Que peut-on retirer de ce principe stoïcien ? Qu’est-ce que cela veut dire, concrètement, vivre de manière harmonieuse ? Au niveau individuel, cela signifie qu’il faut vivre selon une règle de vie cohérente, et que ceux qui vivent dans l’incohérence sont malheureux. C’est ce point que j’aimerais développer maintenant, en rappelant l’importance d’une vie cohérente.

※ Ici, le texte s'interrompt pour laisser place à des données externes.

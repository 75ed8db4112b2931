//! Geometry helpers shared by the tessellator, the datastores and the tile layer.
//!
//! - [`BoundaryGeometry`]: Polygon/MultiPolygon boundary parsed from GeoJSON
//! - [`polygon_to_geojson`] / [`polygon_to_wkt`]: cell polygon writers
//! - [`mercator`]: spherical Web Mercator projection used for tile math

mod geojson;
pub mod mercator;

pub use geojson::{multi_polygon_to_geojson, polygon_to_geojson, polygon_to_wkt, BoundaryGeometry};
pub use mercator::{lnglat_to_mercator, mercator_to_lnglat, HALF_WORLD, WORLD_EXTENT};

Au chapitre 25 du Manuel d’Epictète, Arrien, le disciple d’Epictète grâce auquel la pensée du philosophe stoïcien nous est parvenue, rappelle que le philosophe ne peut prétendre obtenir en même temps les avantages de la philosophie et les avantages de la vie mondaine. Pour obtenir des avantages, il faut en payer le prix. Ce prix, c’est un choix de vie, qui a pour conséquence certains renoncements :
« Tu seras donc injuste et insatiable, si, ne versant pas le prix auquel ces choses-là se vendent, tu veux les prendre gratuitement. Mais, au fait, combien se vendent les laitues ? Une obole, peut-être. Si donc quelqu’un paie son obole et prend ses laitues, alors que toi, n’ayant rien payé, tu n’emportes pas de laitues, ne crois pas que tu aies moins que celui qui a eu les laitues : lui, il a eu ses laitues, toi, l’obole que tu n’as pas donnée. » (Manuel d’Epictète, chapitre 25, traduction P. Hadot).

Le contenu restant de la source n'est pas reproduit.